**TASK DIRECTIONS:** Using the data below, output the first line and every line after it up to and including the line containing "transient working files", exactly as written and with nothing added.

**RECORDS SHOWN:**
____________________

//! Deferred actions
//!
//! Work scheduled by providers during a run and executed, in append order,
//! after every slot has been processed. Actions are plain data so a run's
//! schedule can be inspected and compared.

use crate::artifact::{read_entry_blocking, INSTALLER_ENTRY_PATHS};
use crate::context::{BuildContext, InstallerData};
use crate::error::{ForgeError, ForgeResult};
use crate::provider::RunOutputs;
use crate::resolver::DependencyResolver;
use serde::{Deserialize, Serialize};
use std::path::PathBuf;
use tracing::{debug, info, warn};

/// An action run after all slots
#[derive(Debug, Clone, PartialEq, Eq, Serialize, Deserialize)]
#[serde(tag = "action", rename_all = "snake_case")]
pub enum DeferredAction {
    /// Scan a slot's artifacts for installer metadata
    DiscoverInstaller { slot: String },
    /// Remove transient working files
    PruneSteps { dir: PathBuf },
}

impl DeferredAction {
    pub fn name(&self) -> &'static str {
        match self {
            Self::DiscoverInstaller { .. } => "discover_installer",
            Self::PruneSteps { .. } => "prune_steps",
        }
    }

    /// Execute the action. Errors are wrapped with the action's name.
    pub async fn execute(
        &self,
        build: &BuildContext,
        resolver: &dyn DependencyResolver,
        outputs: &RunOutputs,
    ) -> ForgeResult<()> {
        let result = match self {
            Self::DiscoverInstaller { slot } => {
                discover_installer(build, resolver, outputs, slot).await
            }
            Self::PruneSteps { dir } => prune_steps(dir).await,
        };
        result.map_err(|e| ForgeError::Deferred {
            action: self.name().to_string(),
            source: Box::new(e),
        })
    }
}

/// Actions in the order they were scheduled
#[derive(Debug, Clone, Default)]
pub struct DeferredQueue {
    actions: Vec<DeferredAction>,
}

impl DeferredQueue {
    pub fn push(&mut self, action: DeferredAction) {
        self.actions.push(action);
    }

    pub fn len(&self) -> usize {
        self.actions.len()
    }

    pub fn is_empty(&self) -> bool {
        self.actions.is_empty()
    }

    pub fn iter(&self) -> impl Iterator<Item = &DeferredAction> {
        self.actions.iter()
    }
}

async fn discover_installer(
    build: &BuildContext,
    resolver: &dyn DependencyResolver,
    outputs: &RunOutputs,
    slot: &str,
) -> ForgeResult<()> {
    if build.installer().is_some() {
        debug!("Installer metadata already known, skipping '{}'", slot);
        return Ok(());
    }

    let mut dependencies = resolver.dependencies(slot);
    dependencies.extend(outputs.emitted(slot).iter().cloned());

    let reader = build.collaborators().reader.clone();
    for dependency in dependencies {
        let found =
            read_entry_blocking(reader.clone(), dependency.artifact.clone(), &INSTALLER_ENTRY_PATHS)
                .await?;
        let Some((entry, bytes)) = found else {
            continue;
        };

        if build.installer().is_some() {
            info!(
                "Found another installer JSON ({}) in {}, ignoring it",
                entry, dependency
            );
            continue;
        }

        let data = InstallerData::parse(&dependency.version, dependency.artifact.clone(), &bytes)?;
        if build.set_installer(data).is_ok() {
            info!("Found installer JSON ({}) in {}", entry, dependency);
        }
    }

    if build.installer().is_none() {
        warn!("Did not find an installer JSON in '{}'", slot);
    }
    Ok(())
}

async fn prune_steps(dir: &std::path::Path) -> ForgeResult<()> {
    match tokio::fs::remove_dir_all(dir).await {
        Ok(()) => {
            debug!("Pruned {}", dir.display());
            Ok(())
        }
        Err(e) if e.kind() == std::io::ErrorKind::NotFound => Ok(()),
        Err(e) => Err(ForgeError::io(format!("pruning {}", dir.display()), e)),
    }
}
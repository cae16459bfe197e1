//! Integration tests for tinyforge

mod fixtures {
    use std::path::PathBuf;
    use tempfile::TempDir;
    use tinyforge::artifact::{write_jar, MAPPINGS_FILE_PATH};
    use tinyforge::context::BuildContext;
    use tinyforge::orchestrator::Orchestrator;
    use tinyforge::provider::{IntermediateMappingsProvider, MappingsProvider};
    use tinyforge::store::TableStore;

    pub const PLATFORM: &str = "1.17.1";

    /// Intermediate table leading with the source namespace
    pub const INTER_A: &str = "tiny\t2\t0\tofficial\tintermediary\n\
        c\ta\tnet/minecraft/class_1\n\
        \tf\tI\tb\tfield_1\n";

    /// Intermediate table leading with the join namespace
    pub const INTER_B: &str = "tiny\t2\t0\tintermediary\tofficial\n\
        c\tnet/minecraft/class_2\tc\n";

    /// Intermediate table without the source namespace
    pub const INTER_NO_SOURCE: &str = "tiny\t2\t0\tintermediary\thashed\n\
        c\tnet/minecraft/class_1\tC_1\n";

    pub const INTER_V1: &str = "v1\tofficial\tintermediary\nCLASS\ta\tnet/minecraft/class_1\n";

    /// Unmerged v2 mappings on the join namespace
    pub const YARN_V2: &str = "tiny\t2\t0\tintermediary\tnamed\n\
        c\tnet/minecraft/class_1\tcom/example/Block\n";

    /// Already merged legacy mappings
    pub const YARN_V1: &str =
        "v1\tofficial\tintermediary\tnamed\nCLASS\ta\tnet/minecraft/class_1\tcom/example/Block\n";

    pub const INSTALLER: &str =
        r#"{"libraries":{"common":[{"name":"org.ow2.asm:asm:9.1","url":"https://maven.example/"}]}}"#;

    /// A scratch project directory holding artifacts and a table store
    pub struct Project {
        pub temp: TempDir,
    }

    impl Project {
        pub fn new() -> Self {
            Self {
                temp: TempDir::new().unwrap(),
            }
        }

        /// Write a jar carrying `content` as its mapping table
        pub fn table_jar(&self, name: &str, content: &str) -> PathBuf {
            self.jar(name, MAPPINGS_FILE_PATH, content)
        }

        pub fn jar(&self, name: &str, entry: &str, content: &str) -> PathBuf {
            let path = self.temp.path().join(name);
            write_jar(&path, &[(entry, content.as_bytes())]).unwrap();
            path
        }

        pub fn store_root(&self) -> PathBuf {
            self.temp.path().join("store")
        }

        pub fn store(&self) -> TableStore {
            TableStore::new(self.store_root())
        }

        pub fn context(&self) -> BuildContext {
            BuildContext::new(self.store(), PLATFORM)
        }

        /// Orchestrator with both mapping providers registered
        pub fn orchestrator(&self, context: BuildContext) -> Orchestrator {
            let mut orchestrator = Orchestrator::new(context);
            orchestrator
                .register(IntermediateMappingsProvider::new())
                .unwrap();
            orchestrator.register(MappingsProvider::new()).unwrap();
            orchestrator
        }
    }
}
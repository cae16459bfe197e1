//! Spinner with a plain-text fallback

use super::context::UiContext;
use console::style;
use std::time::{Duration, Instant};

/// Spinner shown while a long step runs. Plain output reports how long the
/// step took instead of animating.
pub struct TaskSpinner {
    spinner: Option<cliclack::ProgressBar>,
    started: Option<Instant>,
    interactive: bool,
}

impl TaskSpinner {
    pub fn new(ctx: &UiContext) -> Self {
        Self {
            spinner: None,
            started: None,
            interactive: ctx.use_fancy_output(),
        }
    }

    pub fn start(&mut self, message: &str) {
        self.started = Some(Instant::now());
        if self.interactive {
            let spinner = cliclack::spinner();
            spinner.start(message);
            self.spinner = Some(spinner);
        } else {
            println!("{} {}", style("...").dim(), message);
        }
    }

    pub fn stop(&mut self, message: &str) {
        let elapsed = self.elapsed();
        match self.spinner.take() {
            Some(spinner) => spinner.stop(message),
            None => println!("{} {} {}", style("[OK]").green(), message, elapsed),
        }
    }

    pub fn stop_error(&mut self, message: &str) {
        let elapsed = self.elapsed();
        match self.spinner.take() {
            Some(spinner) => spinner.error(message),
            None => println!("{} {} {}", style("[FAIL]").red(), message, elapsed),
        }
    }

    fn elapsed(&mut self) -> String {
        let took = self
            .started
            .take()
            .map(|start| start.elapsed())
            .unwrap_or_default();
        format_elapsed(took)
    }
}

/// `(1.2s)`, or `(340ms)` under a second
fn format_elapsed(took: Duration) -> String {
    if took.as_secs() == 0 {
        format!("({}ms)", took.as_millis())
    } else {
        format!("({:.1}s)", took.as_secs_f64())
    }
}

#[cfg(test)]
mod tests {
    use super::*;

    #[test]
    fn spinner_non_interactive() {
        let ctx = UiContext::non_interactive();
        let mut spinner = TaskSpinner::new(&ctx);
        spinner.start("Merging...");
        spinner.stop("Merged");
        spinner.start("Merging...");
        spinner.stop_error("Failed");
    }

    #[test]
    fn elapsed_switches_units() {
        assert_eq!(format_elapsed(Duration::from_millis(340)), "(340ms)");
        assert_eq!(format_elapsed(Duration::from_millis(1300)), "(1.3s)");
    }
}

____________________

**WRITTEN ANSWER:**
//! Deferred actions
//!
//! Work scheduled by providers during a run and executed, in append order,
//! after every slot has been processed. Actions are plain data so a run's
//! schedule can be inspected and compared.

use crate::artifact::{read_entry_blocking, INSTALLER_ENTRY_PATHS};
use crate::context::{BuildContext, InstallerData};
use crate::error::{ForgeError, ForgeResult};
use crate::provider::RunOutputs;
use crate::resolver::DependencyResolver;
use serde::{Deserialize, Serialize};
use std::path::PathBuf;
use tracing::{debug, info, warn};

/// An action run after all slots
#[derive(Debug, Clone, PartialEq, Eq, Serialize, Deserialize)]
#[serde(tag = "action", rename_all = "snake_case")]
pub enum DeferredAction {
    /// Scan a slot's artifacts for installer metadata
    DiscoverInstaller { slot: String },
    /// Remove transient working files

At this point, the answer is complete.